ACTIVITY: In the entries below, every line with the string "entry" is to be reported.
START EXCERPTED DATA
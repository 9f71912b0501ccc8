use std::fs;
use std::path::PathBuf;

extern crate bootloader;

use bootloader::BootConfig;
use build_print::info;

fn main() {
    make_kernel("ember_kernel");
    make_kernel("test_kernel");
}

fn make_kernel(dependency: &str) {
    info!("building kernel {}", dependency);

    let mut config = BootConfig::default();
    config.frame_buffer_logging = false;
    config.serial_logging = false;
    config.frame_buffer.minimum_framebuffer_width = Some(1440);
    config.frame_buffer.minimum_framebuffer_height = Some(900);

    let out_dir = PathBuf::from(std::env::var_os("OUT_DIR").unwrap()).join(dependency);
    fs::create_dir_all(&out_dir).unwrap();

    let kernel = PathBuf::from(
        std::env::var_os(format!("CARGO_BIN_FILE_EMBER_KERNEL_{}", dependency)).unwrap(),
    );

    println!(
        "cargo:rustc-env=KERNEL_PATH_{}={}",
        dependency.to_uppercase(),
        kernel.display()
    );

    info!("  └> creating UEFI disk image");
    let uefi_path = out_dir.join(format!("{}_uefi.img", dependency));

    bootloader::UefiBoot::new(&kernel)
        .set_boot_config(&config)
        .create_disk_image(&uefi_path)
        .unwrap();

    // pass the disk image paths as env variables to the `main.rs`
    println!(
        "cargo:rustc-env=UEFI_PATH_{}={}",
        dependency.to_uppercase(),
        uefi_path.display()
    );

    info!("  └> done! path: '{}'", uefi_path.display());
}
END EXCERPTED DATA
START EXCERPTED DATA
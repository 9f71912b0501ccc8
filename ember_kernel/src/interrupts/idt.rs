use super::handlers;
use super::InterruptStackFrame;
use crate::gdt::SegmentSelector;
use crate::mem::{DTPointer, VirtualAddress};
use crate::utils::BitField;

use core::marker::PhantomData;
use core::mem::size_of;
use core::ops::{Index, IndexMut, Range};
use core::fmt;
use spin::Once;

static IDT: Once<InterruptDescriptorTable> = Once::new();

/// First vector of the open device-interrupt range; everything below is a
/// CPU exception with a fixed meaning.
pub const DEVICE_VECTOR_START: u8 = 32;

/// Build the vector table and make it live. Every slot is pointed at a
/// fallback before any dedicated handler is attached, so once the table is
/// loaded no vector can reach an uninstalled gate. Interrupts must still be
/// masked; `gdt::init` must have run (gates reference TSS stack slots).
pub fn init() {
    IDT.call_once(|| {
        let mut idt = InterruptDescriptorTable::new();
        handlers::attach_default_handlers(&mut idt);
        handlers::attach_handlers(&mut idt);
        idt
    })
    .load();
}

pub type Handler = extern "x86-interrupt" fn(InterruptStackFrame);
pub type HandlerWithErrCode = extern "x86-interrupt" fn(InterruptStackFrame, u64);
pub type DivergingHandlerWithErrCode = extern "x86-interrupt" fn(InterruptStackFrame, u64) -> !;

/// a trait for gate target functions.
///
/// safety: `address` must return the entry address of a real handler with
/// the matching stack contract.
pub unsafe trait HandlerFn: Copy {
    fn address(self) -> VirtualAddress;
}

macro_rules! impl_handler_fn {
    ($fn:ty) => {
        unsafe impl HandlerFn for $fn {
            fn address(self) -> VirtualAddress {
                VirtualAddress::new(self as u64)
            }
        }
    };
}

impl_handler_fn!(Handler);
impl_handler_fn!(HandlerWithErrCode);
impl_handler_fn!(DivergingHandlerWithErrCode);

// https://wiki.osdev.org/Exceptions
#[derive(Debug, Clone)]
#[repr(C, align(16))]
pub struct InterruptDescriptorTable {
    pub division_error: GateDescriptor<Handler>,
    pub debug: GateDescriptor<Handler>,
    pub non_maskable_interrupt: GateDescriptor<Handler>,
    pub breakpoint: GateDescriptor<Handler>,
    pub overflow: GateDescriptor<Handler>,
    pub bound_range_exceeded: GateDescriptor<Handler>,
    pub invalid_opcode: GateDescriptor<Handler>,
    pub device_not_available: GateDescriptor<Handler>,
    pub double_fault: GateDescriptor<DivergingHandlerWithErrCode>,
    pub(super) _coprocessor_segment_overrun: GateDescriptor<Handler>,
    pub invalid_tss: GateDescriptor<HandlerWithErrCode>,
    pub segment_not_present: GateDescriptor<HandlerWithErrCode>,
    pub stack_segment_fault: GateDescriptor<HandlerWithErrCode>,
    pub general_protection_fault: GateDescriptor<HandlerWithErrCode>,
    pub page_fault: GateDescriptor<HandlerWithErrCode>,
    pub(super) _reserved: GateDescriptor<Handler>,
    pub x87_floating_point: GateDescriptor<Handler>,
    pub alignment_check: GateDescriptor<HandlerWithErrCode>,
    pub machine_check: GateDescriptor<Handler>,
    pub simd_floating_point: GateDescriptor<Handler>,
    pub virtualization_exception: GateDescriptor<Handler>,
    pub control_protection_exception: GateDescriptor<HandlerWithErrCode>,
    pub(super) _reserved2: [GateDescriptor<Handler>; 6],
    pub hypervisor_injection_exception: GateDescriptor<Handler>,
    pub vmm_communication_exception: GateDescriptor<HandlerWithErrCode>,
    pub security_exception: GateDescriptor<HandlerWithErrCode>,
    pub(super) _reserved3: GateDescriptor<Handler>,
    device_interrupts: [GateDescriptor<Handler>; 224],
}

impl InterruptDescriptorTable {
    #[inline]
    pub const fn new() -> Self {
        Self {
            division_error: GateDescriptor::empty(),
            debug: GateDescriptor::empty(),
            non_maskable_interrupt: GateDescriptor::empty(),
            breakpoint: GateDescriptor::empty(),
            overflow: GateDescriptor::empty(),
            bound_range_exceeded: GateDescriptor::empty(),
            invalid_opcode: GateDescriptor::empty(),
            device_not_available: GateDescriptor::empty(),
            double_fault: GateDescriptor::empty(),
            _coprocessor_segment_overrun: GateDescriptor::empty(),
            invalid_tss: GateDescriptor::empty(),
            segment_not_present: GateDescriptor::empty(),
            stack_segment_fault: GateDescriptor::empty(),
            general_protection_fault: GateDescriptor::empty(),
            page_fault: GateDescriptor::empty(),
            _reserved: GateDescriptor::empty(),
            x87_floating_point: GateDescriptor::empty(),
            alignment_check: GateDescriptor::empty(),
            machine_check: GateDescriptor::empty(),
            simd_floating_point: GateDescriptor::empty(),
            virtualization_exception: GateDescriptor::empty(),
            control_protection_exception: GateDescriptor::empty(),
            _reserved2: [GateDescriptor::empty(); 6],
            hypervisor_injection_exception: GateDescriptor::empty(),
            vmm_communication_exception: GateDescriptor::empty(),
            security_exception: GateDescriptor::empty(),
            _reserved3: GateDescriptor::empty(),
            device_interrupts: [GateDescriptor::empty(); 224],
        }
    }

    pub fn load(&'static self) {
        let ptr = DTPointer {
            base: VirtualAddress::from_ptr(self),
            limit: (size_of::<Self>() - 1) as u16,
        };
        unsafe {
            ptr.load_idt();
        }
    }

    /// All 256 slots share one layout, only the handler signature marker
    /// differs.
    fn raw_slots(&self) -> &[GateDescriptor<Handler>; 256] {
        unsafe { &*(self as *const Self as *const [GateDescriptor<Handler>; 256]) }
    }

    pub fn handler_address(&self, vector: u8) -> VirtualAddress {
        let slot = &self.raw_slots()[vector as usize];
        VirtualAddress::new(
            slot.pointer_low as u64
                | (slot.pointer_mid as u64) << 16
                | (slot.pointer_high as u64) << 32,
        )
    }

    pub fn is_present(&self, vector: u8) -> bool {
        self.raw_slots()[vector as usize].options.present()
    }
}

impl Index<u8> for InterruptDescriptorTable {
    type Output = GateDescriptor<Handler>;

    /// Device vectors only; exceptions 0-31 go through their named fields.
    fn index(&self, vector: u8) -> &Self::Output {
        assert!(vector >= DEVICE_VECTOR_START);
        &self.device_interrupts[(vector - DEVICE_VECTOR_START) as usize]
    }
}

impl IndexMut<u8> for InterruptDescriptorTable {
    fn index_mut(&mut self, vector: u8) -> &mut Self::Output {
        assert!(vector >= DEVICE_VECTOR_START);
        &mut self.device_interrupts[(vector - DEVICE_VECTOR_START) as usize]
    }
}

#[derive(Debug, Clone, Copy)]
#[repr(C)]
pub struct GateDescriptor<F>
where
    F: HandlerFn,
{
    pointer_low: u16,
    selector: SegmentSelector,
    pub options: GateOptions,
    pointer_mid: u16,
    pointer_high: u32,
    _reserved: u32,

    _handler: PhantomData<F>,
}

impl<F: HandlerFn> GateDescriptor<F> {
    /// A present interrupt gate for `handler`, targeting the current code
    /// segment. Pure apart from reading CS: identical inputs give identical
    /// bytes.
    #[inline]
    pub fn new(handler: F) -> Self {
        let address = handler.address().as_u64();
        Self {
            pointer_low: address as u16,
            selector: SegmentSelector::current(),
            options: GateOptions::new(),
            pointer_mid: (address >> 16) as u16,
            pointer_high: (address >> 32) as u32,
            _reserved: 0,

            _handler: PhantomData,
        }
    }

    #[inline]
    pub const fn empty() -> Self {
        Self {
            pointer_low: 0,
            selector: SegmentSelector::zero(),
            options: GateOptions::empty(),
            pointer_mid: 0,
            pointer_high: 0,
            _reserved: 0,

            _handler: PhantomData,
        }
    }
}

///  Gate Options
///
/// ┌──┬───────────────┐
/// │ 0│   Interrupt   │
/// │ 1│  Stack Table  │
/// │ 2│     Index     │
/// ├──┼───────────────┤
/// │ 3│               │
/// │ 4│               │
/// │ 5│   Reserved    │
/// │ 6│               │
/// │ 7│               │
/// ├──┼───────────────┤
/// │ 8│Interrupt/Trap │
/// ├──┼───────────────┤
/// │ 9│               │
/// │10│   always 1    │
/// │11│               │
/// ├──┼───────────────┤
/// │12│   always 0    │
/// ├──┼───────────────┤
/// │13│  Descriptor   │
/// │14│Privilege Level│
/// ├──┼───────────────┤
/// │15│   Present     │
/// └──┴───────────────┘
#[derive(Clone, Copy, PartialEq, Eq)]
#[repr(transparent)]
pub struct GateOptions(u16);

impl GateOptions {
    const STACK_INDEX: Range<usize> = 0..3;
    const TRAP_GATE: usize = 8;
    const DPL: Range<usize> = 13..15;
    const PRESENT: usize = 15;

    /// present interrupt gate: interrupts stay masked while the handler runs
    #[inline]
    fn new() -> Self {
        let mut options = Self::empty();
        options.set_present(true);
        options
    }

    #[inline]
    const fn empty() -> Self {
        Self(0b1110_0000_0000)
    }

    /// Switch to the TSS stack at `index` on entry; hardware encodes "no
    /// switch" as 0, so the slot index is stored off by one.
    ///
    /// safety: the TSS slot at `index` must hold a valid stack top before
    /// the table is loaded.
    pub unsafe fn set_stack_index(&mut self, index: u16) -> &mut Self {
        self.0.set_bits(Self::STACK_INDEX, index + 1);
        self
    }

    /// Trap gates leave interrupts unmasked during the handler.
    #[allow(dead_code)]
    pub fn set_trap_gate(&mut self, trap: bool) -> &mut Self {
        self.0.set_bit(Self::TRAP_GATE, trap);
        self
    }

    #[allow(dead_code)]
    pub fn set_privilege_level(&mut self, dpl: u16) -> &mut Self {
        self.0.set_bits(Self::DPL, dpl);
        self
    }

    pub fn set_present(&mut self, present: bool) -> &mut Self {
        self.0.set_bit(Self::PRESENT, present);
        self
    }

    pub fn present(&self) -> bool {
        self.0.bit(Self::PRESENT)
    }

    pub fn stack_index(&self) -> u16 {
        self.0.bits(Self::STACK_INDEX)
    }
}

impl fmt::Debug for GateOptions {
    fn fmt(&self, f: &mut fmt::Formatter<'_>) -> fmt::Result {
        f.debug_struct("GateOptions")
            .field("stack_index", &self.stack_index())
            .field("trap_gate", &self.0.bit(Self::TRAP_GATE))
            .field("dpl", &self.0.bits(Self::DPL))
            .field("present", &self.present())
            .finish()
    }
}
END EXCERPTED DATA
EXERCISE RESPONSE:
/// safety: `address` must return the entry address of a real handler with
    /// Switch to the TSS stack at `index` on entry; hardware encodes "no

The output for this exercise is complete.